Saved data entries
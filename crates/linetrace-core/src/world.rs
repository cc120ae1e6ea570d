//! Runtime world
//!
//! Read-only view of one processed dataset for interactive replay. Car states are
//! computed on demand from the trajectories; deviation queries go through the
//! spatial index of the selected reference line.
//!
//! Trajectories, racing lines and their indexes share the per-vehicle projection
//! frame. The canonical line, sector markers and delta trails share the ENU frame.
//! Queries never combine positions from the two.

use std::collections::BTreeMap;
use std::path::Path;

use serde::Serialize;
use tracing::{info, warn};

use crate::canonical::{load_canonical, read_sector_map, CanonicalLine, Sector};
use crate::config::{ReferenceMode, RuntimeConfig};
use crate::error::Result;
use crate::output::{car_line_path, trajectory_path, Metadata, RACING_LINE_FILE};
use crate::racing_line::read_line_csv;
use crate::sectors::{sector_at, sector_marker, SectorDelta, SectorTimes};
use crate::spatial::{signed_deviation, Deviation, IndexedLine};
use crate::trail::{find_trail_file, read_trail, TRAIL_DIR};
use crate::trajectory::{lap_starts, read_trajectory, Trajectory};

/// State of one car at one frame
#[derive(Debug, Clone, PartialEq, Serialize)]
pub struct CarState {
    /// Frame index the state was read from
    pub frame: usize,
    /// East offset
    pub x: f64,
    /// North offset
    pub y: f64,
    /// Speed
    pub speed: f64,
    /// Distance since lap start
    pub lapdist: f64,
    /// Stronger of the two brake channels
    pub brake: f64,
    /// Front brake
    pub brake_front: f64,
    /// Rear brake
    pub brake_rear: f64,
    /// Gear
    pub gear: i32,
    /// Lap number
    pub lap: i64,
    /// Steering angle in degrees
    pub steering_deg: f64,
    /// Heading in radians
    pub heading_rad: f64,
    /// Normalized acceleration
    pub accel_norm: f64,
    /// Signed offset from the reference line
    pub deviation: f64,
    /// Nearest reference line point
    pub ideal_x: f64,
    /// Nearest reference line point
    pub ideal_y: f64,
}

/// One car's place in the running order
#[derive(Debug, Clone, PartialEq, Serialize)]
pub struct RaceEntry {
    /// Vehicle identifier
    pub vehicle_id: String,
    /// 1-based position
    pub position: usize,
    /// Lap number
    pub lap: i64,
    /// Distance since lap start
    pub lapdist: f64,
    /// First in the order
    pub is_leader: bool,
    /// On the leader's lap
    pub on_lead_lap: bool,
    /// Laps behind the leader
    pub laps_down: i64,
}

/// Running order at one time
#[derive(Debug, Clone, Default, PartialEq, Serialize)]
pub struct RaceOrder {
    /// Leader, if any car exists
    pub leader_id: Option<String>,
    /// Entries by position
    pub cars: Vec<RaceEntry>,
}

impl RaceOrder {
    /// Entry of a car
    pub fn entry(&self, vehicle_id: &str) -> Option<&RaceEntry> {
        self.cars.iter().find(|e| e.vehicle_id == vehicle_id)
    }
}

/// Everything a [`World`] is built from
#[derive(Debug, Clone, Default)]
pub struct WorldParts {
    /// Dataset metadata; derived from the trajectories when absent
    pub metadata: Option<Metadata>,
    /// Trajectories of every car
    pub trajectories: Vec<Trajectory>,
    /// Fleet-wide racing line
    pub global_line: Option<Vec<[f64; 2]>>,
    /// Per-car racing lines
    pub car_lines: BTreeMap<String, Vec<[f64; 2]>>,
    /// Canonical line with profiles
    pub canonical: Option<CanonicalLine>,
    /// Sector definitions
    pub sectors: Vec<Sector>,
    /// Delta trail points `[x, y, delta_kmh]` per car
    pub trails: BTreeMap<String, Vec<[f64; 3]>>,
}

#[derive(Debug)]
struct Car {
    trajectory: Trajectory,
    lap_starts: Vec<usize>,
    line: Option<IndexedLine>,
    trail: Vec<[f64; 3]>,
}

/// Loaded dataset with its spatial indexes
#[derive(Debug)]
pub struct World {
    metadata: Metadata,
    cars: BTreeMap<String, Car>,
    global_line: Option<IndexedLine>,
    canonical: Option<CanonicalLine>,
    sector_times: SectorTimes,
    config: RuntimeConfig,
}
---
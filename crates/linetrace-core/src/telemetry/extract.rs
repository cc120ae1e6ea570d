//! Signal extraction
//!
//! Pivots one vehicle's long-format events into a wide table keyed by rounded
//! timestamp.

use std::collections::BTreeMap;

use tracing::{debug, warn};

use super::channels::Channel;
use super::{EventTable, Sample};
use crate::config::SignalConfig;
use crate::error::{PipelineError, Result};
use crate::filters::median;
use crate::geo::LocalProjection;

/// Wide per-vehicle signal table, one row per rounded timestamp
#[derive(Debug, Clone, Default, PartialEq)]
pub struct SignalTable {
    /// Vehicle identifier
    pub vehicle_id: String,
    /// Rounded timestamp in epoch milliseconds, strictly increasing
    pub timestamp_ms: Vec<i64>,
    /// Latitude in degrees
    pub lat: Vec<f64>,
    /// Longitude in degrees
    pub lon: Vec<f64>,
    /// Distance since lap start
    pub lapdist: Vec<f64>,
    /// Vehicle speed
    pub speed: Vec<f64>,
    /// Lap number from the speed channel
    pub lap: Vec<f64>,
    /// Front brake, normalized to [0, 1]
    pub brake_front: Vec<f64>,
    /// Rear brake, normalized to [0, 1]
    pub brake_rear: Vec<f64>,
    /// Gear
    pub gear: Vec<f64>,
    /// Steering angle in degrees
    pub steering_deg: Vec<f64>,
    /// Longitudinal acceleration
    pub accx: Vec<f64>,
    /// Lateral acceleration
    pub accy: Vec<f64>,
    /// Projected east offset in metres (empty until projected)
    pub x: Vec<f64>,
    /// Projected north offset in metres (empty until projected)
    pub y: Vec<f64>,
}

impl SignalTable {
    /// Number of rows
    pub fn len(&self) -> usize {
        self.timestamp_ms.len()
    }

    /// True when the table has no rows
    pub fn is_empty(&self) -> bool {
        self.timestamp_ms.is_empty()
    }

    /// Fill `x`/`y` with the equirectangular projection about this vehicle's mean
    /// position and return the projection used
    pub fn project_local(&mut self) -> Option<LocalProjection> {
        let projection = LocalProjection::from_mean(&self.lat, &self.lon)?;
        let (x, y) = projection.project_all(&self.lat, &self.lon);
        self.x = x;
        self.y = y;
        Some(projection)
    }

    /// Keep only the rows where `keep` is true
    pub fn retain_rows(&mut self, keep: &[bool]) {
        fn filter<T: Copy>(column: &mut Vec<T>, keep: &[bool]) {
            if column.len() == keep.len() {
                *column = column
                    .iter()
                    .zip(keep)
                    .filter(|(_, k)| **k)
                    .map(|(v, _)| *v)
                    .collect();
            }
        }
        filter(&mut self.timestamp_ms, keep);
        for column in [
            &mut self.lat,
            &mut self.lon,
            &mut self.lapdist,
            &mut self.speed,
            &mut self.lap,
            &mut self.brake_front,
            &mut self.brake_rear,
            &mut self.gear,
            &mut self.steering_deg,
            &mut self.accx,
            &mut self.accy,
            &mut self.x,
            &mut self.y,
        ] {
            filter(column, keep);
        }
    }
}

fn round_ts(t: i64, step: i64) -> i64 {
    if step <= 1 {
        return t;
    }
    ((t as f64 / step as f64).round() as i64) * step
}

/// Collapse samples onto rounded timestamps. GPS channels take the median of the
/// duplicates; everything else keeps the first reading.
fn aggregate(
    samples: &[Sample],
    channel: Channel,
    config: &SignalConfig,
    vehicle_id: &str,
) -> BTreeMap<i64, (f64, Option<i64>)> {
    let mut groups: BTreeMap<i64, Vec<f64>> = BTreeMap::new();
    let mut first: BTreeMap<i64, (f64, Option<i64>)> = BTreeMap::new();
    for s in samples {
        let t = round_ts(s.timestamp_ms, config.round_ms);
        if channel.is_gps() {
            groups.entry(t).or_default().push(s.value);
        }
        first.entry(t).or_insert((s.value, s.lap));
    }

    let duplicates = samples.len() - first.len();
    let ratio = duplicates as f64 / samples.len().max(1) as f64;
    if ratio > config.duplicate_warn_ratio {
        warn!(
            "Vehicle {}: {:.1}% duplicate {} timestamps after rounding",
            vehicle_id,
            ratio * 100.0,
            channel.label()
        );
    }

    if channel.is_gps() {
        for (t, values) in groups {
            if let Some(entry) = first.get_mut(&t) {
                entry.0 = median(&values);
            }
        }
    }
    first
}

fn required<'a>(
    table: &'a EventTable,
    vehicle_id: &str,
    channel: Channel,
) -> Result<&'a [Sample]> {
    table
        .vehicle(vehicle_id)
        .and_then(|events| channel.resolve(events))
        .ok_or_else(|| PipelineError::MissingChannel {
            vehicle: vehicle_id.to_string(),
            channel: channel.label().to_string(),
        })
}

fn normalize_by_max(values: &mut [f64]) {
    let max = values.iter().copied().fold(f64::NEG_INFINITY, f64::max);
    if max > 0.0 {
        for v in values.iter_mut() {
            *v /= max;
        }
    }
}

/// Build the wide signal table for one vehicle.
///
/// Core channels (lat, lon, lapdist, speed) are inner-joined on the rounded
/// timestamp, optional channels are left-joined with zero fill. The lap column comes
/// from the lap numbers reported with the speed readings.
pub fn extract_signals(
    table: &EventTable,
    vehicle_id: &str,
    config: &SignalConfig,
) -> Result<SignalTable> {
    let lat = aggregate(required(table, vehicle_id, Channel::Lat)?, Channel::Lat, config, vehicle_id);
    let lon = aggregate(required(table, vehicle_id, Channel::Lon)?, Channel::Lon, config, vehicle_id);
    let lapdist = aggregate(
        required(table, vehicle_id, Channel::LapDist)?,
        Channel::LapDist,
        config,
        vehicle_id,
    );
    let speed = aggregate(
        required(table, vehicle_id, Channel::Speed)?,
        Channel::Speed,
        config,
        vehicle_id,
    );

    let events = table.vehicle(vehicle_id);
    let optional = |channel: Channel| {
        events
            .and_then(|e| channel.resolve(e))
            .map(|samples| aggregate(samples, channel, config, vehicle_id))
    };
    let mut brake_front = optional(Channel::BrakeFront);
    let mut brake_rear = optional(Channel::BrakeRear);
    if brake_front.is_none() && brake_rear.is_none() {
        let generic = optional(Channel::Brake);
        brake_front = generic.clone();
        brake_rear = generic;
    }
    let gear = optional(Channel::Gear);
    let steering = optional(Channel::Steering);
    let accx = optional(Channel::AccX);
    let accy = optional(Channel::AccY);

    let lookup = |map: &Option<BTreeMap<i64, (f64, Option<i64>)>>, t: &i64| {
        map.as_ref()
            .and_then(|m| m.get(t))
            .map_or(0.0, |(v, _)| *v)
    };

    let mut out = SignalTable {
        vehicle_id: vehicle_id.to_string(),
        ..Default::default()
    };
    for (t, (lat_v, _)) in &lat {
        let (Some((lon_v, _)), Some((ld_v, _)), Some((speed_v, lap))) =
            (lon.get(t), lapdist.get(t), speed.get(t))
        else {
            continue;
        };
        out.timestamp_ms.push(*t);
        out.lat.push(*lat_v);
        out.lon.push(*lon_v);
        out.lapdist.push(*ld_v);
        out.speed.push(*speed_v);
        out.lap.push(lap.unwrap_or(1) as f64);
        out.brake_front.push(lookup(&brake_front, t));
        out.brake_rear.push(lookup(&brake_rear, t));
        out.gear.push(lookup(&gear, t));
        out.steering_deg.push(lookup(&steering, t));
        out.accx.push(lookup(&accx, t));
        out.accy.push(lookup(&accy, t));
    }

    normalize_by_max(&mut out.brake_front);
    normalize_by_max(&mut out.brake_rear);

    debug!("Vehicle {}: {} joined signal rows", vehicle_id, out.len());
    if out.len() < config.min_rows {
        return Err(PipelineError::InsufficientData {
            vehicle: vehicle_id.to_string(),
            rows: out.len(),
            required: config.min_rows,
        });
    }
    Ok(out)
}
---
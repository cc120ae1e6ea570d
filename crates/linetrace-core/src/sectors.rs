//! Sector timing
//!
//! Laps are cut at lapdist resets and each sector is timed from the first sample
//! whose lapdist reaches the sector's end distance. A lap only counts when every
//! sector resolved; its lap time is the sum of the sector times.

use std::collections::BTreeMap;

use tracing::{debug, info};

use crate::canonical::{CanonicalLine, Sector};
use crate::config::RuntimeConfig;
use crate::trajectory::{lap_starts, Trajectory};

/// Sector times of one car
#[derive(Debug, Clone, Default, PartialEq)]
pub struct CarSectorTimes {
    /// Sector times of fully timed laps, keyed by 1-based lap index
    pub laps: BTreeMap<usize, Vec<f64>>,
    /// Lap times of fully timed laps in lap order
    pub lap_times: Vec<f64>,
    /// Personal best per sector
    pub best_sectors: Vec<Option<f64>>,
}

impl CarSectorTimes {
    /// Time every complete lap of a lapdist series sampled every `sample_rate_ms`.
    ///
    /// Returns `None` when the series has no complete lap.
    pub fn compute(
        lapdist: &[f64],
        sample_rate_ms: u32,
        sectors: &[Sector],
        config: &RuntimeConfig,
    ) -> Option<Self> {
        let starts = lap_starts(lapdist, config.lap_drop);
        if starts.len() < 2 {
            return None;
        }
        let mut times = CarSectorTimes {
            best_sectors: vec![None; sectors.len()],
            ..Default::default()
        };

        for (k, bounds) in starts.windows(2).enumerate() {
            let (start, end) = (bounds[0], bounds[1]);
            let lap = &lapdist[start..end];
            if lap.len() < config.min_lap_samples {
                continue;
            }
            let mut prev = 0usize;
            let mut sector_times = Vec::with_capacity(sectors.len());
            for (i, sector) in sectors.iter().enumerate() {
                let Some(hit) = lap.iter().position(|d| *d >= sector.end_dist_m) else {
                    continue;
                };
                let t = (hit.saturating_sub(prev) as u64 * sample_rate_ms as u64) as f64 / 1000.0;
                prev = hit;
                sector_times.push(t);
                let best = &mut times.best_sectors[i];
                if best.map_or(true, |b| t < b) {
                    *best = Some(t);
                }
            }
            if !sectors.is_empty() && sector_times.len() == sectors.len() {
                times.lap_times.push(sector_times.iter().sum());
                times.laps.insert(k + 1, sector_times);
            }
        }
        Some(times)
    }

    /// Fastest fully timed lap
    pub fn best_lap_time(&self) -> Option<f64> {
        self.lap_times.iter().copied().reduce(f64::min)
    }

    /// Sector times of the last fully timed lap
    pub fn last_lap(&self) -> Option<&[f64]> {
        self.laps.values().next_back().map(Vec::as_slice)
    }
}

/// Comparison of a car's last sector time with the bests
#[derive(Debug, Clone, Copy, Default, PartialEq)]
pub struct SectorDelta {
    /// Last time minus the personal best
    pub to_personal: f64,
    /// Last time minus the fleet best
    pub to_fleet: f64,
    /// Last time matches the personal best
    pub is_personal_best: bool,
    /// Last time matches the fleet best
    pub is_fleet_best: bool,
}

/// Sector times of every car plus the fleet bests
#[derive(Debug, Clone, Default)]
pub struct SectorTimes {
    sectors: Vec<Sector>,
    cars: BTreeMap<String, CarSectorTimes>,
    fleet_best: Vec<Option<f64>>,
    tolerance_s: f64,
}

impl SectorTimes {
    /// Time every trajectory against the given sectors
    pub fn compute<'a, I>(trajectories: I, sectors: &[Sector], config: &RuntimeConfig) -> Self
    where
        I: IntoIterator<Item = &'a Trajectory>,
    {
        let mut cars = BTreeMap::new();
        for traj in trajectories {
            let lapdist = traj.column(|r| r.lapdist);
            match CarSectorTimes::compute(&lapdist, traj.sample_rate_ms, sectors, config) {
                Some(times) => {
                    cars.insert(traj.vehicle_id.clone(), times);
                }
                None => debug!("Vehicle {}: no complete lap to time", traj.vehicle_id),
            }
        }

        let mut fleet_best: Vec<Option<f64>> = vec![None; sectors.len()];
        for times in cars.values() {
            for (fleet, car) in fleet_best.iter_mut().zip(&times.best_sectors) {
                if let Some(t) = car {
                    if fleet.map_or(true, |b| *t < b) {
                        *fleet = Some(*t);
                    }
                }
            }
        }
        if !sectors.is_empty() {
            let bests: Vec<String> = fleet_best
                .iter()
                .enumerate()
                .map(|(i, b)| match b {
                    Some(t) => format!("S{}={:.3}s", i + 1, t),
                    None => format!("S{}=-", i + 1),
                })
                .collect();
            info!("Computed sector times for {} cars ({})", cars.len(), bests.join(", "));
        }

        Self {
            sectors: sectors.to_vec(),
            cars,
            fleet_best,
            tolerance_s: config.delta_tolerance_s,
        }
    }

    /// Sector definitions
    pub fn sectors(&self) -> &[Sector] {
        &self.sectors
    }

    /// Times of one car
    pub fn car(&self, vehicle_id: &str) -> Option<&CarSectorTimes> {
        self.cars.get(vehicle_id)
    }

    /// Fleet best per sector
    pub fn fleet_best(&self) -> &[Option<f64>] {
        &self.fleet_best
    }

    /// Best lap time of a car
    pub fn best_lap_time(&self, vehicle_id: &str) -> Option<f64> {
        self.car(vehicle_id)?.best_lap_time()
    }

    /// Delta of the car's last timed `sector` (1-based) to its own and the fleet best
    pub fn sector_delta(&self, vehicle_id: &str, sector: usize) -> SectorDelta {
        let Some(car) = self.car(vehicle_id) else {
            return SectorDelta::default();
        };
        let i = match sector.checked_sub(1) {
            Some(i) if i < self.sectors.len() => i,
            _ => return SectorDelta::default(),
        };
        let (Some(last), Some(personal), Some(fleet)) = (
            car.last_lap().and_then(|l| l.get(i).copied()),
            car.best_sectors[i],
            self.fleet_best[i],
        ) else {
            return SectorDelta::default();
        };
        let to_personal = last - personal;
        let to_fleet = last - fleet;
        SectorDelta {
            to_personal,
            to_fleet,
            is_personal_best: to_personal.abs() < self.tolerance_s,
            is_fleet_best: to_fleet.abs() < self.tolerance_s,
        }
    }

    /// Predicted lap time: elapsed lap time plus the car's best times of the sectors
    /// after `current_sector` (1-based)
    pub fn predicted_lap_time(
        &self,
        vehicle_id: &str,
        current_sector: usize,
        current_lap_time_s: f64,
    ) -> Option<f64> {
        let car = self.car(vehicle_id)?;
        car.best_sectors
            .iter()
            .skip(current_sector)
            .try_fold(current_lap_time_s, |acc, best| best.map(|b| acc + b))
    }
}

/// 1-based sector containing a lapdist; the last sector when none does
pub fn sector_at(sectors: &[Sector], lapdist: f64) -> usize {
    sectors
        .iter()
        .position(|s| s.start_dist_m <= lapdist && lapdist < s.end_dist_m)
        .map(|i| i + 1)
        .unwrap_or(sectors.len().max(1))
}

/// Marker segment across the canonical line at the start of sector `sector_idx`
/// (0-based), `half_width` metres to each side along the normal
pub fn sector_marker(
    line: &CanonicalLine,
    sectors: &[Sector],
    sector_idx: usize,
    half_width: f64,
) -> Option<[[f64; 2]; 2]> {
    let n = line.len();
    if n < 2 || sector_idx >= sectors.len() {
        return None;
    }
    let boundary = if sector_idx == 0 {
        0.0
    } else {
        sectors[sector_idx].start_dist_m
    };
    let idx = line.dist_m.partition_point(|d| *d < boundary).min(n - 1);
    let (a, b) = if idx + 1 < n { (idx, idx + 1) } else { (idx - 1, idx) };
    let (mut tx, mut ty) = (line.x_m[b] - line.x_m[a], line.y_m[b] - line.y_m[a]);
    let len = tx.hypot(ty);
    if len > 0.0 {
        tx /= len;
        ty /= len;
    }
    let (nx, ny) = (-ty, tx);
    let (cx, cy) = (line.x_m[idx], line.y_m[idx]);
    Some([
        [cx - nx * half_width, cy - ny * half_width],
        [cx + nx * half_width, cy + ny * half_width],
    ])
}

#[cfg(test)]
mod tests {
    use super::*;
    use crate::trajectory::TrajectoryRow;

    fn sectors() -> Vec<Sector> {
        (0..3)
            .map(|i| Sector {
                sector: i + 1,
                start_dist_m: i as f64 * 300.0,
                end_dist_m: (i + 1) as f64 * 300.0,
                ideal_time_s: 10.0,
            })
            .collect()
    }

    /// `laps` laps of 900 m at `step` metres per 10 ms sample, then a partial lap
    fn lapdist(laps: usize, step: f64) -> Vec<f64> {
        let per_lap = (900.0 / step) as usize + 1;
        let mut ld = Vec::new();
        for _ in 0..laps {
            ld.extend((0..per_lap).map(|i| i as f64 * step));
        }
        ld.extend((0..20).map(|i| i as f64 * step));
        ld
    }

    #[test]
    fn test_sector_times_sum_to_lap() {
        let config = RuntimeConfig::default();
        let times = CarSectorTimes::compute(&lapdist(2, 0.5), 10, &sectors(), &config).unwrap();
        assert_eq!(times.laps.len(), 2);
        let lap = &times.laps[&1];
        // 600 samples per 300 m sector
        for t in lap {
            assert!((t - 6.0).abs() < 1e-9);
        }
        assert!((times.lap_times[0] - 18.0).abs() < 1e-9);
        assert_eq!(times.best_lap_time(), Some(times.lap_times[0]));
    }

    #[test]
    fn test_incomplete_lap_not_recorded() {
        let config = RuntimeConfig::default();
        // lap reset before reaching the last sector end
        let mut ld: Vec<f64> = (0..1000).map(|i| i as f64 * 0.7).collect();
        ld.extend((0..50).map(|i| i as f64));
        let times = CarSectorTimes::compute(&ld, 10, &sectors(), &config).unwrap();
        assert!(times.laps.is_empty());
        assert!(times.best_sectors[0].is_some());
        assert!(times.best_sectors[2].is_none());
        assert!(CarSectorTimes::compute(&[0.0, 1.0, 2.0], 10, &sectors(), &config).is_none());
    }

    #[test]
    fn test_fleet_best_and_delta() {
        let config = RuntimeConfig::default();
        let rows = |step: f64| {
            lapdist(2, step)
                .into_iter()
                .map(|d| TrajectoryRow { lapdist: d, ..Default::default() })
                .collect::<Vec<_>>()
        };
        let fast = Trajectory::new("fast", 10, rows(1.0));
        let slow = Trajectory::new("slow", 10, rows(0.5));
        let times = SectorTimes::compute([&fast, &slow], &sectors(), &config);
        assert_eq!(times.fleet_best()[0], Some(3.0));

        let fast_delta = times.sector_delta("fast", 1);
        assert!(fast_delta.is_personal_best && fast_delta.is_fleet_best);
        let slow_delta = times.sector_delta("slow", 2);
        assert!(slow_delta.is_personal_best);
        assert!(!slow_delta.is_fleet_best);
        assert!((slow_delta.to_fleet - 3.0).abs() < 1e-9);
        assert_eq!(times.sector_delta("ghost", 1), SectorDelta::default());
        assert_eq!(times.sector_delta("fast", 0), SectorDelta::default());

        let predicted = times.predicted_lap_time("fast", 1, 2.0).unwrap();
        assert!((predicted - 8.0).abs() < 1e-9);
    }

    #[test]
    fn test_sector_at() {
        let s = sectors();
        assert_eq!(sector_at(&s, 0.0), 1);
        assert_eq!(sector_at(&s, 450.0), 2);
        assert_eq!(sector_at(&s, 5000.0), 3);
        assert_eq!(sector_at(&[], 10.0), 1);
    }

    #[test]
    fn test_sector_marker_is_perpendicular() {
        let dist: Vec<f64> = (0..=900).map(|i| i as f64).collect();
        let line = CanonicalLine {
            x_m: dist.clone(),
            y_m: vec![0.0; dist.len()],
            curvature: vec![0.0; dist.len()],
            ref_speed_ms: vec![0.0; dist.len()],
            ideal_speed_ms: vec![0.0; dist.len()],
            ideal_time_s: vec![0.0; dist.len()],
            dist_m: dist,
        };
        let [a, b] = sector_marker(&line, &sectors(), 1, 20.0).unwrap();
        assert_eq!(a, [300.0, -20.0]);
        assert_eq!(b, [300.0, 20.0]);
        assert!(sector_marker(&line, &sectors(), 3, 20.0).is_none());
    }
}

**About this task**
Your answer should be the lines of the records that hold the string "timestamps".

**Solution to this problem**
/// Collapse samples onto rounded timestamps. GPS channels take the median of the
            "Vehicle {}: {:.1}% duplicate {} timestamps after rounding",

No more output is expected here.